Records from a data collection:

[Start of section]

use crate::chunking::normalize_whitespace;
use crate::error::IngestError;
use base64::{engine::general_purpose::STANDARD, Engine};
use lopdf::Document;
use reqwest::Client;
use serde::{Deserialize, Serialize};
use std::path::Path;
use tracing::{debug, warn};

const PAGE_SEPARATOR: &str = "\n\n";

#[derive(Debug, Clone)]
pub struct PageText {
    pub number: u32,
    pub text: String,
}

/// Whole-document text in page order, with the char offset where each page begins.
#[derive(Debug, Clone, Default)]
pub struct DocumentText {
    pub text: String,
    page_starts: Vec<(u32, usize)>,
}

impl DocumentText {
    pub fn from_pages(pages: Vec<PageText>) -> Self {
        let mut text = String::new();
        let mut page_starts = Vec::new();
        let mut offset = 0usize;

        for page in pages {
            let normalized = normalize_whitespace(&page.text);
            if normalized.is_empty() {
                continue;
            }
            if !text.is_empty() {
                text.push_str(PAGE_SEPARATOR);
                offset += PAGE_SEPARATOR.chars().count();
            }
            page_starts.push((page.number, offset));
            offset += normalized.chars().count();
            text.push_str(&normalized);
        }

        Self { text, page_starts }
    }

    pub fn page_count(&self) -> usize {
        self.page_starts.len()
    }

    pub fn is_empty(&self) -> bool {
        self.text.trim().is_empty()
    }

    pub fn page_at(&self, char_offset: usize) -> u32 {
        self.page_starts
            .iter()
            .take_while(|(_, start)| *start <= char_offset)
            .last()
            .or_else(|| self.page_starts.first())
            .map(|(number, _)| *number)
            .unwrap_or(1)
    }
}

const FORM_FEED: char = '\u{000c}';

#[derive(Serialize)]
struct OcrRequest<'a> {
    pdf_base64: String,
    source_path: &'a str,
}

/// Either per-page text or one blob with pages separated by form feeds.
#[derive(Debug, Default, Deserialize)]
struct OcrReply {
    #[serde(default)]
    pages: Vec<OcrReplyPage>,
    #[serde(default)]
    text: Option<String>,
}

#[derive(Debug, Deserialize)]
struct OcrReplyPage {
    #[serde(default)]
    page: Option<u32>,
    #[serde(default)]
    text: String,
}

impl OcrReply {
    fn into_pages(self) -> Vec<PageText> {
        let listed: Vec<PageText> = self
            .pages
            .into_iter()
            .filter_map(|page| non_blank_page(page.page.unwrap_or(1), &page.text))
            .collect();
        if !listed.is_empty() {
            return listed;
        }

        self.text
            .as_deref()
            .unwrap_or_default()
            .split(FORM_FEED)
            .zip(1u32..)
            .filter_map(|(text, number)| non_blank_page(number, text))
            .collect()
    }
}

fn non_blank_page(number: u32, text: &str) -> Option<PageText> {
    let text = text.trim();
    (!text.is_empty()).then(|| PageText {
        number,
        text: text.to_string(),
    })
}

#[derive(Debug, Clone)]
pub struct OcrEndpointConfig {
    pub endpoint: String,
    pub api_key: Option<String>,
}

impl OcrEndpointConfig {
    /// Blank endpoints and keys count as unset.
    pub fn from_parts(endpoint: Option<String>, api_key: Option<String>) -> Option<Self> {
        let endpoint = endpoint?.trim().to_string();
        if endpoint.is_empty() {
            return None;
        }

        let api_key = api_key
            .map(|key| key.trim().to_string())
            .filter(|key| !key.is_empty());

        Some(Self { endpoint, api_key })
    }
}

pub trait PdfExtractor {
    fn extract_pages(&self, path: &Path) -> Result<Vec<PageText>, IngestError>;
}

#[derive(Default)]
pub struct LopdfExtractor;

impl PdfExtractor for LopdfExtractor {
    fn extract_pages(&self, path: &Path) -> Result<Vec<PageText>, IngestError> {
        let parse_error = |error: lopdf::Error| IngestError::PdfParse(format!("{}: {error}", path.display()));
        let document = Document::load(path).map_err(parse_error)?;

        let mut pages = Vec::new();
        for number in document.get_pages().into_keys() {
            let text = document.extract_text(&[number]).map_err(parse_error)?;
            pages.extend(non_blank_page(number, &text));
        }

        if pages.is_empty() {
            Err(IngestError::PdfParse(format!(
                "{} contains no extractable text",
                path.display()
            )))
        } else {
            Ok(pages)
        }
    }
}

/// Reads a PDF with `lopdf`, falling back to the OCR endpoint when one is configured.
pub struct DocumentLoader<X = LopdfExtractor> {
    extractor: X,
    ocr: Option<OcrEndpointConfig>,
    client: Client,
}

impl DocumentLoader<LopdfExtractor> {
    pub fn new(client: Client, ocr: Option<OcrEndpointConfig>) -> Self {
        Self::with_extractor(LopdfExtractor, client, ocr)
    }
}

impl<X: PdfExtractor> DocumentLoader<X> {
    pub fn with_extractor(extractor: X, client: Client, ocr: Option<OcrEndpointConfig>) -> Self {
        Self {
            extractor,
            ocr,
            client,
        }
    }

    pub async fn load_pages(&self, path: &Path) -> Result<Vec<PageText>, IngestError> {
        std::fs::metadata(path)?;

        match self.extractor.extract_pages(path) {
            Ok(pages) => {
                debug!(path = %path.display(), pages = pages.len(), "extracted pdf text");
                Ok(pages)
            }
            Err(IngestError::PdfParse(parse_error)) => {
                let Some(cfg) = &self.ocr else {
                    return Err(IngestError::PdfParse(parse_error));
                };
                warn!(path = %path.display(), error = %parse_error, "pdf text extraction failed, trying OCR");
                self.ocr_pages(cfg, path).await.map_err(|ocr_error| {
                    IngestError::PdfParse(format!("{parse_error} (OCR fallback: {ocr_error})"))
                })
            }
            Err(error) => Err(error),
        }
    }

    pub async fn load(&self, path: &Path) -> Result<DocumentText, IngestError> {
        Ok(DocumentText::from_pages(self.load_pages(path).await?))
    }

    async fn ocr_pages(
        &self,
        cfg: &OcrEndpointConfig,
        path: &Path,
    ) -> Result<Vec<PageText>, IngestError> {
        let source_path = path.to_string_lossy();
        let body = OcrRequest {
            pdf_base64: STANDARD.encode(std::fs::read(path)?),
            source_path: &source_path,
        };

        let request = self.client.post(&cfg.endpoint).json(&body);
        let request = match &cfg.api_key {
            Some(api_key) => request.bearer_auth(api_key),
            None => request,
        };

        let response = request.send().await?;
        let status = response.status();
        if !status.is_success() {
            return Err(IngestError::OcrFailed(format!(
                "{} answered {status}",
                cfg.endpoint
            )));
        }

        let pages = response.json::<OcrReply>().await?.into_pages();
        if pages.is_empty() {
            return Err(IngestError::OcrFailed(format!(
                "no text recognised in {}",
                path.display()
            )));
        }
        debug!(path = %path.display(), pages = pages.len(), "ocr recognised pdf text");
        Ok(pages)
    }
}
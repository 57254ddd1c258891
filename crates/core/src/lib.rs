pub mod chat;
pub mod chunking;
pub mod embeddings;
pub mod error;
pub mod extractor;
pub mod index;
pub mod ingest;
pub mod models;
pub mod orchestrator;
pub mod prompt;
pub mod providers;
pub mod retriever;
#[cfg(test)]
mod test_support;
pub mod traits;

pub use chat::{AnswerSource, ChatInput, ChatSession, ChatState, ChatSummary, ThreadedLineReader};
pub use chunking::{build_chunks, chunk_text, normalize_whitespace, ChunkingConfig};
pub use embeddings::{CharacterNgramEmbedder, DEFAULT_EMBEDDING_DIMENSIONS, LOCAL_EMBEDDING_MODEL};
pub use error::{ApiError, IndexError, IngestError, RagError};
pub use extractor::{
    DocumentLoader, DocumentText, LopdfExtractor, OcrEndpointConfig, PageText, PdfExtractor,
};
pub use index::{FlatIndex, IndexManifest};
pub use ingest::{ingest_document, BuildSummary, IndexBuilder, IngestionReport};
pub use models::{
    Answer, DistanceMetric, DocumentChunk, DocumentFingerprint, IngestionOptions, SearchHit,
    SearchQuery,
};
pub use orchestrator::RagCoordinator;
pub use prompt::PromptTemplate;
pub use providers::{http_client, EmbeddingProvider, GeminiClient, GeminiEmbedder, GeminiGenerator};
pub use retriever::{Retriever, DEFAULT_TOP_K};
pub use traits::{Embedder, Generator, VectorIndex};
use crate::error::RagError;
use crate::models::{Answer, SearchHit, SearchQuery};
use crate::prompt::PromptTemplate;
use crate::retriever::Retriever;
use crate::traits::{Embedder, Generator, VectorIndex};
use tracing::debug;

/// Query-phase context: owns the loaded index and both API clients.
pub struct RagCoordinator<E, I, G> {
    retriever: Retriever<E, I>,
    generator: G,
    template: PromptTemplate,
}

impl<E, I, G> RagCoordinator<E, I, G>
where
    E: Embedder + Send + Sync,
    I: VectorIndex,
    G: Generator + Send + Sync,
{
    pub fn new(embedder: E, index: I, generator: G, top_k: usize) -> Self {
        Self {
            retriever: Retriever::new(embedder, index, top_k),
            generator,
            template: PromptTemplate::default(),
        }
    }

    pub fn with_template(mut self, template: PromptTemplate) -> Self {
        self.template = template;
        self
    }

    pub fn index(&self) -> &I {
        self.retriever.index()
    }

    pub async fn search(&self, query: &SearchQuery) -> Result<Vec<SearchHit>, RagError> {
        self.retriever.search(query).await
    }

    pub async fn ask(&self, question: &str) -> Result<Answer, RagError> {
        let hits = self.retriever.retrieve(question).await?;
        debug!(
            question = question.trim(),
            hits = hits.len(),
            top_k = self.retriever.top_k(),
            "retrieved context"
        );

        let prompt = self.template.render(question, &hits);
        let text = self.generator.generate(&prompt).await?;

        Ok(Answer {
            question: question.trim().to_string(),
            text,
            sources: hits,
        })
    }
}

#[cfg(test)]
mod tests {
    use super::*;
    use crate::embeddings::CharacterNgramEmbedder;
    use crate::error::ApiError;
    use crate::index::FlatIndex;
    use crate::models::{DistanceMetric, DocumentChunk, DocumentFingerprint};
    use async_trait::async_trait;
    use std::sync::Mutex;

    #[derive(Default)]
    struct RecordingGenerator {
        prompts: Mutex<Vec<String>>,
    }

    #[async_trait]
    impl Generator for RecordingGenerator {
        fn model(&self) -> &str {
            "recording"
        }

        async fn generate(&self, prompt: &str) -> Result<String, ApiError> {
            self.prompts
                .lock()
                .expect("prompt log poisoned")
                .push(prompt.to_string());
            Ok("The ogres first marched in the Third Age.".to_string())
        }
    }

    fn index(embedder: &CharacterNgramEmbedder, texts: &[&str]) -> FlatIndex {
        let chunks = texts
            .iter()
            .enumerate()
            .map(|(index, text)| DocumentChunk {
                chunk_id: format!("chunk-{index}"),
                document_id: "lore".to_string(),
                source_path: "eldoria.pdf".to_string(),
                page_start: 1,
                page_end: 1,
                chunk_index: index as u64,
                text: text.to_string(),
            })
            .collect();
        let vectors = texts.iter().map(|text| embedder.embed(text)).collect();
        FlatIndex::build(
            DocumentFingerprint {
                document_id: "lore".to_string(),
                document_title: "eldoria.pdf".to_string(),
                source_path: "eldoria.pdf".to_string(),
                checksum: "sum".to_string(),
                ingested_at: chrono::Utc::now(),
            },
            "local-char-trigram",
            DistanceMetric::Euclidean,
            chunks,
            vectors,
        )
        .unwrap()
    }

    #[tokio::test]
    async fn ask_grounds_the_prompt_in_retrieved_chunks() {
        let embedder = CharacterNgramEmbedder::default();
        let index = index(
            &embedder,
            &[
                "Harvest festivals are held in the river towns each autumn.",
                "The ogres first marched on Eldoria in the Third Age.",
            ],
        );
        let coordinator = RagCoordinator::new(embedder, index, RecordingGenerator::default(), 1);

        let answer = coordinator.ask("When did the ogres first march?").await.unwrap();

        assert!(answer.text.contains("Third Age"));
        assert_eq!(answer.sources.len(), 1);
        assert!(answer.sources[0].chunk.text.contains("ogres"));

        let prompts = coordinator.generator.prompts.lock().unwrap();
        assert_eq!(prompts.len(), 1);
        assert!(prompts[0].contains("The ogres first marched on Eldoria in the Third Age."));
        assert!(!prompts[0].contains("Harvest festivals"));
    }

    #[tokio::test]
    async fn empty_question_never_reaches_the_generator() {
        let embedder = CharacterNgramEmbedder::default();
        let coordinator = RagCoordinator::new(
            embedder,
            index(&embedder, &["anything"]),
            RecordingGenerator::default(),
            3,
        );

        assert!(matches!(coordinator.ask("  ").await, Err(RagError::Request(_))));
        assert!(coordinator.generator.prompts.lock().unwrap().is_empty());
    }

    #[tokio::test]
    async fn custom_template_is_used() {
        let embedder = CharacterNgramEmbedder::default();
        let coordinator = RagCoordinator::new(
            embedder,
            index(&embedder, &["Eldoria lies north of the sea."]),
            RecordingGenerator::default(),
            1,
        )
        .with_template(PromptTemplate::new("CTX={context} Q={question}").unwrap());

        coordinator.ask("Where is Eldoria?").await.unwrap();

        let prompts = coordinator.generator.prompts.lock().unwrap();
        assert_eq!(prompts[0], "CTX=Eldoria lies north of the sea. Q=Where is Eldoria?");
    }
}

[End of section]
[Start of section]

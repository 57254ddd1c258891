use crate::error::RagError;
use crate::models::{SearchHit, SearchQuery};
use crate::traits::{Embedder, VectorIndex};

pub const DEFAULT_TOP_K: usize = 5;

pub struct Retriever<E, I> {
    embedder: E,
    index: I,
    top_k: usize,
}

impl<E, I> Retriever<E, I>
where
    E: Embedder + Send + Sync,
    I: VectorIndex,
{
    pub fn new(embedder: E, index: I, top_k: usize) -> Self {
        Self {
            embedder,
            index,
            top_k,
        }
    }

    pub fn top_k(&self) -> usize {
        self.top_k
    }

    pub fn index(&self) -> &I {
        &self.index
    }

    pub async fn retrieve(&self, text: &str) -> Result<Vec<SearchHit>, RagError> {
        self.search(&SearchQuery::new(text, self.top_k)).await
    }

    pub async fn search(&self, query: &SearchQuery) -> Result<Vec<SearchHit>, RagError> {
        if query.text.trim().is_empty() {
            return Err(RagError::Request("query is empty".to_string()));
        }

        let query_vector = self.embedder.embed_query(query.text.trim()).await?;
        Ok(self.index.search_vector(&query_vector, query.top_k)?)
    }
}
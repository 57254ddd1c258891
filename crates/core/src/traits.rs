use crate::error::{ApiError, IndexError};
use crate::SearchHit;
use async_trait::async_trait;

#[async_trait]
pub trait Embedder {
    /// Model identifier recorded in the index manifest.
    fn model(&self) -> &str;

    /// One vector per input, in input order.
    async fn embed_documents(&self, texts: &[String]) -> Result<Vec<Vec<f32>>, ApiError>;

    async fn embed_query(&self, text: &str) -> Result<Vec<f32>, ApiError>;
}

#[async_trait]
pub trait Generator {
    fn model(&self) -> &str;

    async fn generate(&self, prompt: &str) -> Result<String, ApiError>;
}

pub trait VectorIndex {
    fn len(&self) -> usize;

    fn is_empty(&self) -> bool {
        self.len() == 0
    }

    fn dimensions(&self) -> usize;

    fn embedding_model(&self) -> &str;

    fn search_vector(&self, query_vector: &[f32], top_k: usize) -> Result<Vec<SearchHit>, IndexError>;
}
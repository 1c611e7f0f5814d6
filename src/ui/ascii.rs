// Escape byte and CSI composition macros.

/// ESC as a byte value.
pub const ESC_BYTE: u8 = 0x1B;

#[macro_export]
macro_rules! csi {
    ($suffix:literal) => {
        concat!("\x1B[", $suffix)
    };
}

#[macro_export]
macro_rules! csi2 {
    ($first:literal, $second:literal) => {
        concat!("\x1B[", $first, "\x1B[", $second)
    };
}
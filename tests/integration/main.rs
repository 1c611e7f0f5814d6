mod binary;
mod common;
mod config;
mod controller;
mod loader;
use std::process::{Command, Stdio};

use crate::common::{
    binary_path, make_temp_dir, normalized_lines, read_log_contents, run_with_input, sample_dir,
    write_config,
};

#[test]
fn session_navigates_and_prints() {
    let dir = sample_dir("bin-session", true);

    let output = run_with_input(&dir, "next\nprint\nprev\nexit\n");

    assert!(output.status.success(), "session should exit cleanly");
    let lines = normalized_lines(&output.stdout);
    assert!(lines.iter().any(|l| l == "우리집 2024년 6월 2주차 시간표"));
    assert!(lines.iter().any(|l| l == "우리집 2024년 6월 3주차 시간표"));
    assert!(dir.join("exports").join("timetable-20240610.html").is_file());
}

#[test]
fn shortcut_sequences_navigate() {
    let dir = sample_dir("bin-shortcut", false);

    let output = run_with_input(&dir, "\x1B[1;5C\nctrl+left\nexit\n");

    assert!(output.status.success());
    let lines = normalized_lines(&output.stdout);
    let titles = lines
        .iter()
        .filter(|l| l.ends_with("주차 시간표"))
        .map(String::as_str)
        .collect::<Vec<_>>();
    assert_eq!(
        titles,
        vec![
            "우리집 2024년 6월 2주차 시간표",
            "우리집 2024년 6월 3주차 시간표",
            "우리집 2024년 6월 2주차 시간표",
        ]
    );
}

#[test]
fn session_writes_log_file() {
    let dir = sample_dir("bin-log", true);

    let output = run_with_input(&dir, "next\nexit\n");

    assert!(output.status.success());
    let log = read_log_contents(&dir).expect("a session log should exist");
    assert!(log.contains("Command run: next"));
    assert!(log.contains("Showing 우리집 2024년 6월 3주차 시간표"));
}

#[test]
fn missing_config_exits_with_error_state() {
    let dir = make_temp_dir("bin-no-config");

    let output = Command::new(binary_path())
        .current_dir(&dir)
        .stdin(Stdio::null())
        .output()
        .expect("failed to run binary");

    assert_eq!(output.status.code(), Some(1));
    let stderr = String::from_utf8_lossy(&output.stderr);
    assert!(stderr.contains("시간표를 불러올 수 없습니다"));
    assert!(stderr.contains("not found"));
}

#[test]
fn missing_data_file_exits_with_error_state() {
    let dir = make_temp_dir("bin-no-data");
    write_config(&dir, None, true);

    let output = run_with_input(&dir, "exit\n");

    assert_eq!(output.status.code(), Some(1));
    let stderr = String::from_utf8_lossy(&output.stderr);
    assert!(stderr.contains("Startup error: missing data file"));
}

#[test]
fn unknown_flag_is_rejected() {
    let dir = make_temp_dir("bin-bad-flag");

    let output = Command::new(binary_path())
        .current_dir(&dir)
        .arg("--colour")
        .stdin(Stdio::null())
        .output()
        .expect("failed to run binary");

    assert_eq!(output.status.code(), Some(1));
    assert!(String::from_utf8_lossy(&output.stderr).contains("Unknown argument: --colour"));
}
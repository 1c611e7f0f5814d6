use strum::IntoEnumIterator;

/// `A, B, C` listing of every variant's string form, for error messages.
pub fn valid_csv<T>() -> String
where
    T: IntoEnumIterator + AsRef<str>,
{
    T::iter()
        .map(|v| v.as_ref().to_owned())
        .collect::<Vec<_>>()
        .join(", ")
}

[End of section]

▶ [Instructions to follow]: Look above for lines with the word "crates" and copy them all.

▶ [Written answer]:
filename crates/core/src/lib.rs
filename crates/core/src/traits.rs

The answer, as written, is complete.